You editors would be better aware than anybody else that busy pastors and seminary students and others are swamped in the flood of information of all facts, which we can hardly strain out daily and remain "oriented." Please, feed us with only solid (factual) foods instead of fictional ones, and guide us toward a sound evaluation of the events of today's world. Fictions only confound our minds, which have already been overloaded.

Pastor T.Y. Chung
Southwest Korean Baptist Church
Farmers Branch Tex.

* I have never been one to chase celebrities, but when I heard Jan Karon was going to be signing her books at my local bookstore, I just had to meet her. Ladies who work in that small bookstore in an out-of-the-way enclave near Los Angeles (that is not at all unlike Mitford) had introduced me to her first book. I had just started a new, challenging job and took a refreshing trip to Mitford every day during my lunch hour. It was a delight to meet the citizens of the charming fictional village in North Carolina.

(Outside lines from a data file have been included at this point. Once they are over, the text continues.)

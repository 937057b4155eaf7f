//! What a run did, node by node.

use crate::error::NodeError;
use crate::graph::NodeKind;
use crate::store::FileId;
use serde::{Deserialize, Serialize};

/// How a node settled in one run.
#[derive(Debug, Clone, Copy, PartialEq, Eq, Hash, Serialize, Deserialize)]
#[serde(rename_all = "snake_case")]
pub enum NodeOutcome {
    /// The transform ran and its result was committed.
    Succeeded,
    /// Config and inputs were unchanged; the previous output was kept.
    Reused,
    /// The transform (or input gathering) failed.
    Failed,
    /// The transform ran but the node changed, vanished or was cancelled
    /// before commit. Nothing was written.
    Discarded,
    /// Not dispatched: the same work was already in flight, or a producer
    /// did not settle in this run.
    Skipped,
}

impl NodeOutcome {
    /// Whether the node now exposes output from this run or an earlier one.
    pub fn is_success(self) -> bool {
        matches!(self, NodeOutcome::Succeeded | NodeOutcome::Reused)
    }
}

/// One node's line in a [`RunReport`].
#[derive(Debug, Clone, PartialEq, Serialize, Deserialize)]
pub struct NodeReport {
    pub id: String,
    pub kind: NodeKind,
    pub outcome: NodeOutcome,
    #[serde(default, skip_serializing_if = "Vec::is_empty")]
    pub outputs: Vec<FileId>,
    #[serde(default, skip_serializing_if = "Option::is_none")]
    pub error: Option<NodeError>,
    pub duration_ms: u64,
}

/// Result of [`crate::planner::Planner::run`].
///
/// Node failures do not make the run fail; they are listed here.
#[derive(Debug, Clone, Default, PartialEq, Serialize, Deserialize)]
pub struct RunReport {
    /// Every node the run considered, in execution order.
    pub nodes: Vec<NodeReport>,
    pub duration_ms: u64,
}

impl RunReport {
    pub fn node(&self, id: &str) -> Option<&NodeReport> {
        self.nodes.iter().find(|n| n.id == id)
    }

    pub fn outcome(&self, id: &str) -> Option<NodeOutcome> {
        self.node(id).map(|n| n.outcome)
    }

    pub fn count(&self, outcome: NodeOutcome) -> usize {
        self.nodes.iter().filter(|n| n.outcome == outcome).count()
    }

    /// Nodes that succeeded or were reused.
    pub fn success_count(&self) -> usize {
        self.nodes.iter().filter(|n| n.outcome.is_success()).count()
    }

    pub fn failures(&self) -> impl Iterator<Item = &NodeReport> {
        self.nodes.iter().filter(|n| n.outcome == NodeOutcome::Failed)
    }

    pub fn is_clean(&self) -> bool {
        self.failures().next().is_none()
    }
}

How wonderful it has been to confidently recommend these books to everyone, knowing they will be reading wholesome fiction that exhibits God's work through and among very real people.

Christine Preheim
Lakeview Terrace, Calf

Your article on Congressman Tony Hall was interesting and informative ["The Hungry Congressman," Sept. 1]. I thank the Lord that the Democratic party has such a witness among its members. I have only one criticism of an otherwise excellent article: Both the writer and Hall call the Democratic party more compassionate than the Republican. You should have allowed at least one sentence in defense of the Republicans. The truth is that the members of both parties are compassionate toward the poor; they only disagree on the methods of helping the poor. Hall's apocalyptic vision of the poor after welfare reform simply never happened. Hall doesn't like others criticizing his voting as being unchristian, but he doesn't mind calling Republicans uncompassionate. All Christians should quit calling each other names.

Roger D. McKinley
Anadarko, Okla.

I am a conservative Republican, so it is obvious that there are issues on which we disagree, but I must take issue with the sentence, " … [Hall] is 'solid on the issues' that he can find in Scripture—he cites abortion, pornography, guns, homosexuality, and the poor."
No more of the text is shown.